Decades of innovation are hardly an accident for Gore, which was founded by its namesake, W. L. (Bill) Gore, and his wife Vieve in 1958. The company's highly unusual "lattice" organization operates without fixed hierarchies and is meant to harness the creativity of Gore's people, all of whom are called "associates." The system relies on careful screening of job applicants to make sure that they fit the Gore culture, and it keeps the focus at the team level, where associates are responsible to one another for the success of their projects. The system works: not only do Gore's people consistently drive innovation from the bottom up, reworking PTFE for bold new applications as a matter of course, but the company also benefits from extremely low turnover.
Associates, in turn, benefit from wide-open opportunities to build or join new self-directing teams and to help create new products.

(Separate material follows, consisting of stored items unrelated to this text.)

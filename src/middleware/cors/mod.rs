mod builder;
mod error;
mod origin;
mod policy;

pub use builder::CorsBuilder;
pub use error::CorsConfigError;
pub use policy::{default_policy, CorsPolicy, OriginValidator, DEFAULT_MAX_AGE};

use std::sync::Arc;
use std::time::{Duration, Instant};

use http::Method;
use serde_json::Value;
use tracing::{debug, warn};

use crate::dispatcher::{HandlerRequest, HandlerResponse, HeaderVec};
use crate::middleware::Middleware;
use origin::OriginValidation;

/// Where the middleware gets its policy from
///
/// `Default` selects [`CorsPolicy::default()`]; there is no implicit
/// "missing means default" beyond the `From<Option<CorsPolicy>>` conversion.
#[derive(Debug, Clone, Default)]
pub enum CorsPolicySource {
    /// Use the built-in permissive default policy
    #[default]
    Default,
    /// Use the supplied policy
    Policy(CorsPolicy),
}

impl CorsPolicySource {
    /// Resolve to a concrete policy
    #[must_use]
    pub fn resolve(self) -> CorsPolicy {
        match self {
            CorsPolicySource::Default => CorsPolicy::default(),
            CorsPolicySource::Policy(policy) => policy,
        }
    }
}

impl From<CorsPolicy> for CorsPolicySource {
    fn from(policy: CorsPolicy) -> Self {
        CorsPolicySource::Policy(policy)
    }
}

impl From<Option<CorsPolicy>> for CorsPolicySource {
    fn from(policy: Option<CorsPolicy>) -> Self {
        policy.map_or(CorsPolicySource::Default, CorsPolicySource::Policy)
    }
}

impl From<&CorsBuilder> for CorsPolicySource {
    fn from(builder: &CorsBuilder) -> Self {
        CorsPolicySource::Policy(builder.build())
    }
}

/// Build a CORS middleware bound to the resolved policy
///
/// The policy is fixed for the lifetime of the returned middleware.
///
/// # Example
///
/// ```rust
/// use brrtcors::middleware::{cors_middleware, CorsPolicySource};
///
/// // Permissive default policy
/// let cors = cors_middleware(CorsPolicySource::Default);
/// assert!(cors.policy().allow_credentials);
/// ```
#[must_use]
pub fn cors_middleware(source: impl Into<CorsPolicySource>) -> CorsMiddleware {
    CorsMiddleware::new(source.into().resolve())
}

/// CORS (Cross-Origin Resource Sharing) middleware
///
/// Handles preflight OPTIONS requests and adds CORS headers to responses.
///
/// # CORS Flow
///
/// 1. **No `Origin` / same origin**: passed through untouched
/// 2. **Rejected origin**: 403 Forbidden, no CORS headers, handler not invoked
/// 3. **Preflight** (`OPTIONS` + `Access-Control-Request-Method`): answered in
///    `before()`; 403 if the method or a requested header is not allowed
/// 4. **Actual request**: handler executes, CORS headers added in `after()`
///
/// # Credentials
///
/// With `allow_credentials` the requesting origin is echoed even when all
/// origins are allowed, since browsers refuse `*` on credentialed responses.
pub struct CorsMiddleware {
    policy: Arc<CorsPolicy>,
    origin_validation: OriginValidation,
    allow_any_header: bool,
    allow_methods_value: String,
    allow_headers_value: String,
    expose_headers_value: Option<String>,
    max_age_value: Option<String>,
}

impl CorsMiddleware {
    /// Create a CORS middleware for `policy`
    ///
    /// Header values are pre-joined here so the request path only compares
    /// and copies strings.
    #[must_use]
    pub fn new(policy: CorsPolicy) -> Self {
        let origin_validation = OriginValidation::from_policy(&policy);
        debug!(origin_validation = ?origin_validation, "CORS: policy compiled");

        let allow_any_header = policy.allow_headers.iter().any(|h| h == "*");
        let allow_methods_value = policy
            .allow_methods
            .iter()
            .map(|m| m.as_str())
            .collect::<Vec<_>>()
            .join(", ");
        let allow_headers_value = policy.allow_headers.join(", ");
        let expose_headers_value =
            (!policy.expose_headers.is_empty()).then(|| policy.expose_headers.join(", "));
        let max_age_secs = policy.max_age.as_secs();
        let max_age_value = (max_age_secs > 0).then(|| max_age_secs.to_string());

        Self {
            policy: Arc::new(policy),
            origin_validation,
            allow_any_header,
            allow_methods_value,
            allow_headers_value,
            expose_headers_value,
            max_age_value,
        }
    }

    /// The policy this middleware is bound to
    #[must_use]
    pub fn policy(&self) -> &CorsPolicy {
        &self.policy
    }

    /// Shared handle to the bound policy
    #[must_use]
    pub fn shared_policy(&self) -> Arc<CorsPolicy> {
        Arc::clone(&self.policy)
    }

    /// Wrap a handler so every call goes through this middleware
    ///
    /// The returned closure is `Send + Sync` and can be invoked concurrently.
    ///
    /// # Example
    ///
    /// ```rust
    /// use brrtcors::dispatcher::{HandlerRequest, HandlerResponse, HeaderVec};
    /// use brrtcors::middleware::{cors_middleware, CorsPolicySource};
    /// use http::Method;
    ///
    /// let handler = cors_middleware(CorsPolicySource::Default)
    ///     .wrap(|_req: &HandlerRequest| HandlerResponse::json(200, serde_json::json!({})));
    ///
    /// let resp = handler(&HandlerRequest::new(Method::GET, "/", HeaderVec::new()));
    /// assert_eq!(resp.status, 200);
    /// ```
    pub fn wrap<H>(self, handler: H) -> impl Fn(&HandlerRequest) -> HandlerResponse + Send + Sync
    where
        H: Fn(&HandlerRequest) -> HandlerResponse + Send + Sync,
    {
        move |req: &HandlerRequest| {
            if let Some(early) = self.before(req) {
                return early;
            }
            let start = Instant::now();
            let mut resp = handler(req);
            self.after(req, &mut resp, start.elapsed());
            resp
        }
    }

    /// Value for `Access-Control-Allow-Origin`, or `None` if the origin is rejected
    ///
    /// `*` is only returned for allow-all policies without credentials.
    fn allowed_origin_value(&self, origin: &str) -> Option<String> {
        if !self.origin_validation.is_allowed(origin) {
            return None;
        }
        if self.origin_validation.is_wildcard() && !self.policy.allow_credentials {
            Some("*".to_string())
        } else {
            Some(origin.to_string())
        }
    }

    /// Check if a request is same-origin (no CORS headers needed)
    ///
    /// Compares the Origin header against `http://<Host>` and `https://<Host>`.
    fn is_same_origin(req: &HandlerRequest, origin: &str) -> bool {
        let host = match req.get_header("host") {
            Some(h) => h,
            None => return false,
        };

        let origin_host = origin
            .strip_prefix("http://")
            .or_else(|| origin.strip_prefix("https://"));
        match origin_host {
            Some(origin_host) => origin_host.eq_ignore_ascii_case(host),
            None => false,
        }
    }

    fn is_preflight(req: &HandlerRequest) -> bool {
        req.method == Method::OPTIONS && req.get_header("access-control-request-method").is_some()
    }

    /// Validate a preflight request
    ///
    /// Checks that the requested method and headers are in the allowed lists.
    ///
    /// # Returns
    ///
    /// * `Some(response)` - Valid preflight request with CORS headers
    /// * `None` - Invalid preflight request (should return 403)
    fn handle_preflight(
        &self,
        req: &HandlerRequest,
        allowed_origin: String,
    ) -> Option<HandlerResponse> {
        let requested_method = req.get_header("access-control-request-method")?;
        let normalized = requested_method.trim().to_ascii_uppercase();
        let requested_method = match normalized.parse::<Method>() {
            Ok(m) => m,
            Err(_) => {
                warn!(
                    requested_method = %requested_method,
                    "CORS preflight: invalid Access-Control-Request-Method"
                );
                return None;
            }
        };

        if !self.policy.allow_methods.contains(&requested_method) {
            warn!(
                requested_method = %requested_method,
                "CORS preflight: method not in allowed methods"
            );
            return None;
        }

        if let Some(headers_str) = req.get_header("access-control-request-headers") {
            if !self.allow_any_header {
                let rejected = headers_str
                    .split(',')
                    .map(str::trim)
                    .filter(|h| !h.is_empty())
                    .find(|requested| {
                        !self
                            .policy
                            .allow_headers
                            .iter()
                            .any(|h| h.eq_ignore_ascii_case(requested))
                    });
                if let Some(header) = rejected {
                    warn!(header = %header, "CORS preflight: header not in allowed headers");
                    return None;
                }
            }
        }

        let echoed = allowed_origin != "*";
        let mut resp = HandlerResponse::new(
            self.policy.options_response_status,
            HeaderVec::new(),
            Value::Null,
        );
        resp.set_header("access-control-allow-origin", allowed_origin);
        resp.set_header("access-control-allow-methods", self.allow_methods_value.clone());
        resp.set_header("access-control-allow-headers", self.allow_headers_value.clone());
        if self.policy.allow_credentials {
            resp.set_header("access-control-allow-credentials", "true".to_string());
        }
        if let Some(age) = &self.max_age_value {
            resp.set_header("access-control-max-age", age.clone());
        }
        if echoed {
            add_vary_origin(&mut resp);
        }
        Some(resp)
    }
}

impl std::fmt::Debug for CorsMiddleware {
    fn fmt(&self, f: &mut std::fmt::Formatter<'_>) -> std::fmt::Result {
        f.debug_struct("CorsMiddleware")
            .field("policy", &self.policy)
            .field("origin_validation", &self.origin_validation)
            .finish()
    }
}

fn forbidden() -> HandlerResponse {
    HandlerResponse::new(403, HeaderVec::new(), Value::Null)
}

/// Add `Origin` to `Vary` without clobbering values set by the handler
fn add_vary_origin(res: &mut HandlerResponse) {
    let vary = match res.get_header("vary") {
        Some(existing)
            if existing
                .split(',')
                .any(|v| v.trim().eq_ignore_ascii_case("origin") || v.trim() == "*") =>
        {
            return;
        }
        Some(existing) if !existing.trim().is_empty() => format!("{}, Origin", existing),
        _ => "Origin".to_string(),
    };
    res.set_header("vary", vary);
}

impl Middleware for CorsMiddleware {
    /// Reject disallowed origins and answer preflight requests
    ///
    /// # Returns
    ///
    /// - `Some(response)` - 403 for a rejected origin or preflight, or the
    ///   accepted preflight response
    /// - `None` - proceed to the handler
    fn before(&self, req: &HandlerRequest) -> Option<HandlerResponse> {
        let origin = req.get_header("origin")?;

        if Self::is_same_origin(req, origin) {
            debug!(origin = %origin, "CORS: same-origin request, skipping CORS");
            return None;
        }

        let allowed_origin = match self.allowed_origin_value(origin) {
            Some(o) => o,
            None => {
                warn!(
                    origin = %origin,
                    method = %req.method,
                    path = %req.path,
                    "CORS: invalid origin"
                );
                return Some(forbidden());
            }
        };

        if Self::is_preflight(req) {
            return Some(self.handle_preflight(req, allowed_origin).unwrap_or_else(forbidden));
        }

        None
    }

    /// Add CORS headers to the response after handler execution
    ///
    /// # Headers Added
    ///
    /// - `Access-Control-Allow-Origin`: `*` or the echoed origin
    /// - `Access-Control-Allow-Credentials`: `true` when enabled
    /// - `Access-Control-Expose-Headers`: when configured
    /// - `Vary: Origin`: when the origin is echoed
    fn after(&self, req: &HandlerRequest, res: &mut HandlerResponse, _latency: Duration) {
        let origin = match req.get_header("origin") {
            Some(o) => o,
            None => return,
        };

        // Preflights were answered in before(); same-origin preflights are not CORS.
        if Self::is_preflight(req) || Self::is_same_origin(req, origin) {
            return;
        }

        let allowed_origin = match self.allowed_origin_value(origin) {
            Some(o) => o,
            None => return,
        };

        let echoed = allowed_origin != "*";
        res.set_header("access-control-allow-origin", allowed_origin);

        if self.policy.allow_credentials {
            res.set_header("access-control-allow-credentials", "true".to_string());
        }

        if let Some(exposed) = &self.expose_headers_value {
            res.set_header("access-control-expose-headers", exposed.clone());
        }

        if echoed {
            add_vary_origin(res);
        }
    }
}
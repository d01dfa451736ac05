//! # CLI Module
//!
//! Command-line tooling for CORS configuration files.
//!
//! ## Commands
//!
//! ### `show`
//!
//! Print the resolved policy (the default policy when no file is given):
//!
//! ```bash
//! brrtcors show --config config/cors.yaml
//! ```
//!
//! ### `validate`
//!
//! Load a configuration and run policy validation; exits non-zero on error:
//!
//! ```bash
//! brrtcors validate --config config/cors.yaml
//! ```
//!
//! ### `check`
//!
//! Evaluate a synthetic request against a policy and print the response status
//! and CORS headers:
//!
//! ```bash
//! brrtcors check --config config/cors.yaml \
//!     --origin https://app.example.com \
//!     --method OPTIONS \
//!     --request-method DELETE \
//!     --request-headers "Content-Type, X-Trace"
//! ```

mod commands;


pub use commands::{check_request, run_cli, CheckArgs, Cli, Commands};
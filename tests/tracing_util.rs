use std::io;
use std::sync::{Arc, Mutex};

use tracing_subscriber::fmt::MakeWriter;

/// Captures formatted log lines for the current thread
pub struct TestTracing {
    buffer: Arc<Mutex<Vec<u8>>>,
    _guard: tracing::subscriber::DefaultGuard,
}

#[derive(Clone)]
struct BufferWriter(Arc<Mutex<Vec<u8>>>);

impl io::Write for BufferWriter {
    fn write(&mut self, buf: &[u8]) -> io::Result<usize> {
        self.0
            .lock()
            .map_err(|_| io::Error::other("poisoned log buffer"))?
            .extend_from_slice(buf);
        Ok(buf.len())
    }

    fn flush(&mut self) -> io::Result<()> {
        Ok(())
    }
}

impl<'a> MakeWriter<'a> for BufferWriter {
    type Writer = BufferWriter;

    fn make_writer(&'a self) -> Self::Writer {
        self.clone()
    }
}

impl TestTracing {
    pub fn init() -> Self {
        let buffer = Arc::new(Mutex::new(Vec::new()));
        let subscriber = tracing_subscriber::fmt()
            .with_max_level(tracing::Level::DEBUG)
            .with_ansi(false)
            .with_writer(BufferWriter(Arc::clone(&buffer)))
            .finish();
        let guard = tracing::subscriber::set_default(subscriber);

        Self {
            buffer,
            _guard: guard,
        }
    }

    pub fn output(&self) -> String {
        let bytes = self.buffer.lock().unwrap().clone();
        String::from_utf8_lossy(&bytes).into_owned()
    }
}
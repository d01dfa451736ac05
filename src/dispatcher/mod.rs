//! # Dispatcher Module
//!
//! The dispatcher module provides the request/response model the CORS middleware
//! operates on, and a small middleware chain that runs a handler closure.
//!
//! ## Overview
//!
//! The host framework owns the network side. It converts each incoming request into a
//! [`HandlerRequest`], hands it to a [`Dispatcher`] together with the handler that
//! should produce the response, and converts the resulting [`HandlerResponse`] back
//! into its own response type.
//!
//! ## Request Flow
//!
//! 1. Every middleware's `before()` runs in registration order
//! 2. The first middleware returning a response short-circuits the handler
//! 3. Otherwise the handler runs and its latency is measured
//! 4. Every middleware's `after()` runs on the response (early or not)
//!
//! ## Bridging to `http`
//!
//! ```rust
//! use brrtcors::dispatcher::{HandlerRequest, HandlerResponse};
//!
//! let req = http::Request::builder()
//!     .method("GET")
//!     .uri("/pets")
//!     .header("Origin", "https://app.example.com")
//!     .body(())
//!     .unwrap();
//! let handler_req = HandlerRequest::from_http(&req);
//! assert_eq!(handler_req.get_header("origin"), Some("https://app.example.com"));
//!
//! let resp = HandlerResponse::json(200, serde_json::json!({"ok": true}));
//! let http_resp = resp.into_http().unwrap();
//! assert_eq!(http_resp.status(), 200);
//! ```

mod core;

pub use core::{Dispatcher, HandlerRequest, HandlerResponse, HeaderVec, MAX_INLINE_HEADERS};
//! Correctness Tests for the Priority-Expiry Cache
//!
//! Validates the eviction policy end to end using small, deterministic
//! caches driven by a manual clock. Each eviction test explicitly checks
//! which keys disappeared and which survived.
//!
//! ## Test Strategy
//! - Small entry counts for predictable behavior
//! - A `ManualClock` handle shared with the cache so time only moves when
//!   a test says so
//! - Explicit checks after each `evict()` call: expired entries leave
//!   first, then the lowest-priority least-recently-used entry

use core::num::NonZeroU64;
use pec_rs::config::PriorityExpiryCacheConfig;
use pec_rs::{CacheError, ManualClock, Priority, PriorityExpiryCache};

type TestCache = PriorityExpiryCache<&'static str, u32, ManualClock>;

/// Helper to create a cache with the given default expiry duration and
/// priority, handing back the clock handle for the test to advance.
fn make_cache(expiry_duration: u64, priority: Priority) -> (TestCache, ManualClock) {
    let clock = ManualClock::new(0);
    let config = PriorityExpiryCacheConfig {
        default_expiry_duration: NonZeroU64::new(expiry_duration).unwrap(),
        default_priority: priority,
    };
    let cache = PriorityExpiryCache::init(config, clock.clone(), None);
    (cache, clock)
}

/// Helper to set a key under a one-shot insertion context.
fn set_with(
    cache: &mut TestCache,
    key: &'static str,
    value: u32,
    priority: Option<Priority>,
    expiry_duration: Option<u64>,
) {
    let mut scoped = cache.context(priority, expiry_duration.and_then(NonZeroU64::new));
    scoped.set(key, value);
}

// ============================================================================
// MAPPING SURFACE
// ============================================================================

#[test]
fn test_set_and_get() {
    let (mut cache, _clock) = make_cache(100, 0);
    cache.set("a", 1);
    assert_eq!(cache.get(&"a"), Ok(&1));
}
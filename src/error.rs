//! Cache Error Types
//!
//! Failures visible to callers of the mapping surface. Internal conditions
//! (an entry missing from a node, popping from an empty node, pruning an
//! empty tree) are represented as `Option` returns at their well-defined
//! call sites and either handled there or surfaced through these variants.

use thiserror::Error;

/// Errors returned by the cache's mapping operations.
///
/// A lookup can fail for two distinct reasons and callers often care
/// which: the key was never there (or has been evicted), or it is still
/// indexed but its node's expiry has passed without an eviction pass
/// reclaiming it yet.
#[derive(Debug, Clone, Copy, PartialEq, Eq, Error)]
pub enum CacheError {
    /// The key has no entry in the cache.
    #[error("key does not exist in the cache")]
    KeyMissing,

    /// The key has an entry, but the entry's expiry time has passed.
    #[error("key exists in the cache but has expired")]
    KeyExpired,
}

Rather than choosing project leaders on the basis of tenure or degrees earned, the company allows them to emerge project by project through the process of collaboration. A key Gore tenet is that a group works better when all of its members know one another, and that this familiarity is hard to maintain in groups numbering more than 200. So when a Gore team grows larger than that number, the company splits off some subset of the team into its own working space -- even if Gore has to build a new building expressly for that purpose. Considering the low turnover and the fact that workers own one-quarter of the company, associates seem to like the arrangement. (The Gore family owns the other 75% of the company.)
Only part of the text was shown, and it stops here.